Majestic condors bring visitors to Colca Canyon in Peru

The Colca River starts high in the Andes Mountains of Peru and flows to the Pacific Ocean in stages, forming a scenic canyon deeper than the Grand Canyon.  Snow-melt from the 16,800-foot high volcano Mismi, which can be accessed from the valley, is a distant source of the mighty Amazon River. Overall, elevation in the canyon goes from a depth of less than 4,000 feet to more than 20,600 feet at the top of Ampato, an extinct volcano.
Parts of the canyon are habitable, although it’s not a hospitable environment.  Terraces built by Inca and pre-Inca cultures are still cultivated along the canyon walls, and the name Colca refers to small granaries built into the cliffs that were used as storage for potatoes, quinoa, and other crops grown on the terraces.

Colca Lodge on the river's banks provides fine respite for travelers.

Colca Lodge welcomes guests to the valley
We continue traveling through the Highlands, stopping near the primitive community of Yanque at Colca Lodge, an oasis in the middle of this heavily terraced farmland. The Lodge is located on the Colca River and features three natural hot springs. Bright orange stucco buildings, spa with stunning river views, restaurant serving fine cuisine based on local products, colorful flowers, and numerous paths to explore make this lodge a surprising treat and peaceful retreat.
Although not as heavily visited as other natural wonders in Peru, the Colca Valley offers stunning views of the Andean landscape, and it’s a welcome change in elevation from heights reaching 12,000 to 14,000 feet we traveled through on the way here. It’s a popular spot for hikers, backpackers, kayakers, and mountain bikers, but what brings most people to this region (tours are available from many local vendors) is the opportunity to see the powerful Andean condors.
Condor Cross attracts many visitors

Andean condors soar through Colca Canyon

We leave Colca Lodge one morning at 6:45 for an hour and a half drive on rugged dirt roads to Cruz del Condor or Condor Cross. This is a natural lookout spot on the edge of the canyon and an excellent place to view the condors soaring gracefully on rising thermals that form when warm currents rise from the canyon floor.  No one can predict exactly when or how many condors may perform their aerial show on any given day, but the largest crowds come to view the spectacle early in the morning when the majestic birds are hunting for food.
Our guide finds us excellent spots to sit, if a bit precarious–Larry’s feet dangle over the ledge, and I’m looking straight down into the canyon from my rocky perch. But we can see condors gliding through the pass from both sides of the canyon. The first condors appear about 15 minutes after our arrival, but we stay there for an hour, fascinated by the beautiful birds crossing in front of us again and again. It becomes easier to understand why condors–who have a wing span of more than 9 feet, can live 150 years, and eat only dead animals, scavenging wherever they can–are prominent in South American folklore.

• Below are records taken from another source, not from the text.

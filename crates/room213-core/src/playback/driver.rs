use super::narrator::Narrator;
use super::session::PlaybackSession;
use crate::script::{active_segment_index, NARRATIVE_SCRIPT};
use crate::storyboard::{ActiveScene, Storyboard};
use crate::types::TOTAL_DURATION_MS;
use serde::Serialize;
use skia_safe::Canvas;
use tracing::{debug, info, trace};

#[derive(Debug, Clone, Copy, PartialEq, Eq, Serialize)]
#[serde(rename_all = "snake_case")]
pub enum PlaybackPhase {
    Idle,
    Playing,
    Finished,
}

/// Observable playback state: what the progress bar, timecode and transcript render from.
#[derive(Debug, Clone, Copy, PartialEq, Serialize)]
pub struct PlaybackSnapshot {
    pub phase: PlaybackPhase,
    pub elapsed_ms: f64,
    /// `elapsed / total`, in `[0, 1]`.
    pub progress: f64,
    /// `None` while idle.
    pub active_scene: Option<usize>,
    /// `None` once elapsed reaches the end, since segment spans are right-open.
    pub active_segment: Option<usize>,
}

/// Handle for the one tick the driver is waiting for.
///
/// Any tick presented with a different handle (an older run, or a frame superseded by
/// play/stop) is ignored.
#[derive(Debug, Clone, Copy, PartialEq, Eq, Hash)]
pub struct FrameRequest {
    run: u64,
    serial: u64,
}

impl FrameRequest {
    pub fn run(&self) -> u64 {
        self.run
    }

    pub fn serial(&self) -> u64 {
        self.serial
    }
}

#[derive(Debug, Clone, PartialEq)]
pub struct TickReport {
    pub snapshot: PlaybackSnapshot,
    pub scene: ActiveScene,
    /// Narration segments dispatched during this tick, in order.
    pub dispatched: Vec<usize>,
    /// `false` when no surface was attached.
    pub drew: bool,
}

#[derive(Debug, Clone, PartialEq)]
pub enum TickOutcome {
    /// The request was cancelled or superseded. Nothing changed.
    Stale,
    /// A frame was processed and the next one is pending.
    Rendered(TickReport),
    /// Elapsed reached the end. No further frame is pending.
    Finished(TickReport),
}

impl TickOutcome {
    pub fn is_stale(&self) -> bool {
        matches!(self, TickOutcome::Stale)
    }

    pub fn is_finished(&self) -> bool {
        matches!(self, TickOutcome::Finished(_))
    }

    pub fn report(&self) -> Option<&TickReport> {
        match self {
            TickOutcome::Stale => None,
            TickOutcome::Rendered(report) | TickOutcome::Finished(report) => Some(report),
        }
    }
}

pub type SnapshotListener = Box<dyn FnMut(&PlaybackSnapshot) + Send>;

/// The timestamp-driven playback loop.
///
/// The host owns the clock and the refresh cadence: after [`play`](Self::play) it feeds
/// [`tick`](Self::tick) the pending [`FrameRequest`] and a timestamp once per refresh, until
/// the outcome is [`TickOutcome::Finished`] or the request goes stale.
pub struct PlaybackDriver {
    storyboard: Storyboard,
    session: PlaybackSession,
    phase: PlaybackPhase,
    run: u64,
    serial: u64,
    pending: Option<FrameRequest>,
    start_ms: Option<f64>,
    elapsed_ms: f64,
    current_scene: Option<usize>,
    listeners: Vec<SnapshotListener>,
}

impl PlaybackDriver {
    pub fn new(storyboard: Storyboard, session: PlaybackSession) -> Self {
        Self {
            storyboard,
            session,
            phase: PlaybackPhase::Idle,
            run: 0,
            serial: 0,
            pending: None,
            start_ms: None,
            elapsed_ms: 0.0,
            current_scene: None,
            listeners: Vec::new(),
        }
    }

    pub fn phase(&self) -> PlaybackPhase {
        self.phase
    }

    pub fn elapsed_ms(&self) -> f64 {
        self.elapsed_ms
    }

    pub fn pending_frame(&self) -> Option<FrameRequest> {
        self.pending
    }

    pub fn storyboard(&self) -> &Storyboard {
        &self.storyboard
    }

    pub fn session(&self) -> &PlaybackSession {
        &self.session
    }

    pub fn snapshot(&self) -> PlaybackSnapshot {
        let active_scene = match self.phase {
            PlaybackPhase::Idle => None,
            _ => Some(self.storyboard.resolve(self.elapsed_ms).index),
        };
        PlaybackSnapshot {
            phase: self.phase,
            elapsed_ms: self.elapsed_ms,
            progress: (self.elapsed_ms / TOTAL_DURATION_MS).clamp(0.0, 1.0),
            active_scene,
            active_segment: active_segment_index(self.elapsed_ms),
        }
    }

    /// Registers an observer for published snapshots.
    ///
    /// A run publishes on play, on every tick, once on the Finished transition, and on a
    /// stop that changes phase.
    pub fn subscribe(&mut self, listener: impl FnMut(&PlaybackSnapshot) + Send + 'static) {
        self.listeners.push(Box::new(listener));
    }

    /// Starts a fresh run from any phase and returns the first frame to wait for.
    ///
    /// The run's start timestamp is taken from its first tick.
    pub fn play(&mut self) -> FrameRequest {
        self.session.reset();
        self.run += 1;
        self.phase = PlaybackPhase::Playing;
        self.elapsed_ms = 0.0;
        self.start_ms = None;
        self.current_scene = None;
        info!(run = self.run, "Playback started");
        self.publish();
        self.schedule()
    }

    /// Cancels the pending frame and any narration. Safe to call in any phase.
    pub fn stop(&mut self) {
        self.pending = None;
        self.start_ms = None;
        self.session.reset();
        if self.phase != PlaybackPhase::Idle {
            info!(run = self.run, elapsed = self.elapsed_ms, "Playback stopped");
            self.phase = PlaybackPhase::Idle;
            self.current_scene = None;
            self.publish();
        }
    }

    /// Runs one tick: advance the clock, publish, narrate, draw, then finish or reschedule.
    pub fn tick(
        &mut self,
        request: FrameRequest,
        timestamp_ms: f64,
        surface: Option<&Canvas>,
    ) -> TickOutcome {
        if self.phase != PlaybackPhase::Playing || self.pending != Some(request) {
            trace!(?request, pending = ?self.pending, "Ignoring stale tick");
            return TickOutcome::Stale;
        }
        self.pending = None;

        // Only a finite reading may anchor the run; until one arrives elapsed holds.
        if self.start_ms.is_none() && timestamp_ms.is_finite() {
            self.start_ms = Some(timestamp_ms);
        }
        let elapsed = match self.start_ms {
            // f64::max drops a NaN reading in favour of the previous elapsed.
            Some(start) => (timestamp_ms - start)
                .clamp(0.0, TOTAL_DURATION_MS)
                .max(self.elapsed_ms),
            None => {
                debug!(timestamp_ms, "Non-finite first timestamp, start not anchored");
                self.elapsed_ms
            }
        };
        self.elapsed_ms = elapsed;
        self.publish();

        let scene = self.storyboard.resolve(elapsed);
        if self.current_scene != Some(scene.index) {
            debug!(
                scene = scene.index,
                kind = scene.kind.label(),
                at_ms = elapsed,
                "Scene change"
            );
            self.current_scene = Some(scene.index);
        }

        let dispatched = Narrator::dispatch_due(&mut self.session, &NARRATIVE_SCRIPT, elapsed);

        let drew = match surface {
            Some(canvas) => {
                self.storyboard.draw(canvas, elapsed);
                true
            }
            None => {
                debug!(at_ms = elapsed, "No surface attached, skipping draw");
                false
            }
        };

        if elapsed >= TOTAL_DURATION_MS {
            self.phase = PlaybackPhase::Finished;
            self.start_ms = None;
            info!(run = self.run, "Playback finished");
            // Last publication of the run.
            self.publish();
            return TickOutcome::Finished(TickReport {
                snapshot: self.snapshot(),
                scene,
                dispatched,
                drew,
            });
        }

        self.schedule();
        TickOutcome::Rendered(TickReport {
            snapshot: self.snapshot(),
            scene,
            dispatched,
            drew,
        })
    }

    fn schedule(&mut self) -> FrameRequest {
        self.serial += 1;
        let request = FrameRequest {
            run: self.run,
            serial: self.serial,
        };
        self.pending = Some(request);
        request
    }

    fn publish(&mut self) {
        let snapshot = self.snapshot();
        for listener in &mut self.listeners {
            listener(&snapshot);
        }
    }
}
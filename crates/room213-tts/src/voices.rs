//! Preferred-voice selection and the session-wide voice slot.

use crate::Voice;
use std::sync::{Arc, Mutex};
use tracing::debug;

const NATURAL_MARKERS: [&str; 3] = ["alloy", "neural", "natural"];

/// Picks the narration voice from a catalog.
///
/// Priority: a voice whose name mentions `alloy`, `neural` or `natural` (any case), then an
/// English-named voice tagged `en*`, then whatever comes first.
pub fn select_preferred_voice(available: &[Voice]) -> Option<Voice> {
    available
        .iter()
        .find(|voice| {
            let name = voice.name.to_lowercase();
            NATURAL_MARKERS.iter().any(|marker| name.contains(marker))
        })
        .or_else(|| {
            available.iter().find(|voice| {
                voice.name.to_lowercase().contains("english") && voice.lang.starts_with("en")
            })
        })
        .or_else(|| available.first())
        .cloned()
}

/// Shared slot holding the currently preferred voice.
///
/// Cloning yields a handle onto the same slot, so a catalog listener registered with a backend
/// can keep it current while the narrator reads from it.
#[derive(Clone, Default, Debug)]
pub struct VoiceCache {
    slot: Arc<Mutex<Option<Voice>>>,
}

impl VoiceCache {
    pub fn new() -> Self {
        Self::default()
    }

    /// Re-runs selection against a fresh catalog. Idempotent for an unchanged catalog.
    pub fn refresh(&self, available: &[Voice]) -> Option<Voice> {
        let picked = select_preferred_voice(available);
        debug!(
            voices = available.len(),
            picked = picked.as_ref().map(|v| v.name.as_str()),
            "voice catalog refreshed"
        );
        if let Ok(mut slot) = self.slot.lock() {
            *slot = picked.clone();
        }
        picked
    }

    pub fn get(&self) -> Option<Voice> {
        self.slot.lock().ok().and_then(|slot| slot.clone())
    }

    pub fn clear(&self) {
        if let Ok(mut slot) = self.slot.lock() {
            *slot = None;
        }
    }
}

#[cfg(test)]
mod tests {
    use super::*;

    fn catalog() -> Vec<Voice> {
        vec![
            Voice::new("Fred", "en-US"),
            Voice::new("Google UK English Female", "en-GB"),
            Voice::new("Microsoft Aria Online (Natural) - English", "en-US"),
        ]
    }

    #[test]
    fn natural_voice_wins() {
        let picked = select_preferred_voice(&catalog()).unwrap();
        assert_eq!(picked.name, "Microsoft Aria Online (Natural) - English");
    }

    #[test]
    fn english_voice_needs_english_tag() {
        let voices = vec![
            Voice::new("Thomas", "fr-FR"),
            Voice::new("English (Caribbean)", "fr-FR"),
            Voice::new("English (America)", "en-US"),
        ];
        let picked = select_preferred_voice(&voices).unwrap();
        assert_eq!(picked.name, "English (America)");
    }

    #[test]
    fn falls_back_to_first_then_none() {
        let voices = vec![Voice::new("Thomas", "fr-FR"), Voice::new("Anna", "de-DE")];
        assert_eq!(select_preferred_voice(&voices).unwrap().name, "Thomas");
        assert!(select_preferred_voice(&[]).is_none());
    }

    #[test]
    fn cache_is_shared_between_clones() {
        let cache = VoiceCache::new();
        let listener_side = cache.clone();
        listener_side.refresh(&catalog());
        assert_eq!(cache.get().map(|v| v.lang), Some("en-US".to_string()));
        listener_side.refresh(&[]);
        assert!(cache.get().is_none());
    }
}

Hiking along the canyon's edge

After the breathtaking show, we decide to trek along a trail on the canyon’s edge. The scenery is extraordinary: dark, ominous walls of the canyon contrast with sunshine glistening on brown and copper (greenish) spaces. Across the canyon (about a mile and a half away) we see a thin ribbon of trail that backpackers hike along the mountain’s face.
Back to Colca Lodge
Our ride back to Colca Lodge involves more bouncing and bobbing on bumpy dirt paths. Since the road leading into the Lodge is closed for repairs, we IMG_3925.2jpgwalk the last mile and a half down a dirt road (with local farmers and their animals) and then take a narrow trail down to the Lodge. A late lunch at the grill beside the hot springs consists of avocado and tomato salad, grilled alpaca, lamb, and beef, and potatoes and cob corn—simply delicious. After a short rest, we return to the hot springs for a soak in the soothing pool–a heavenly way to end our Colca Canyon adventure.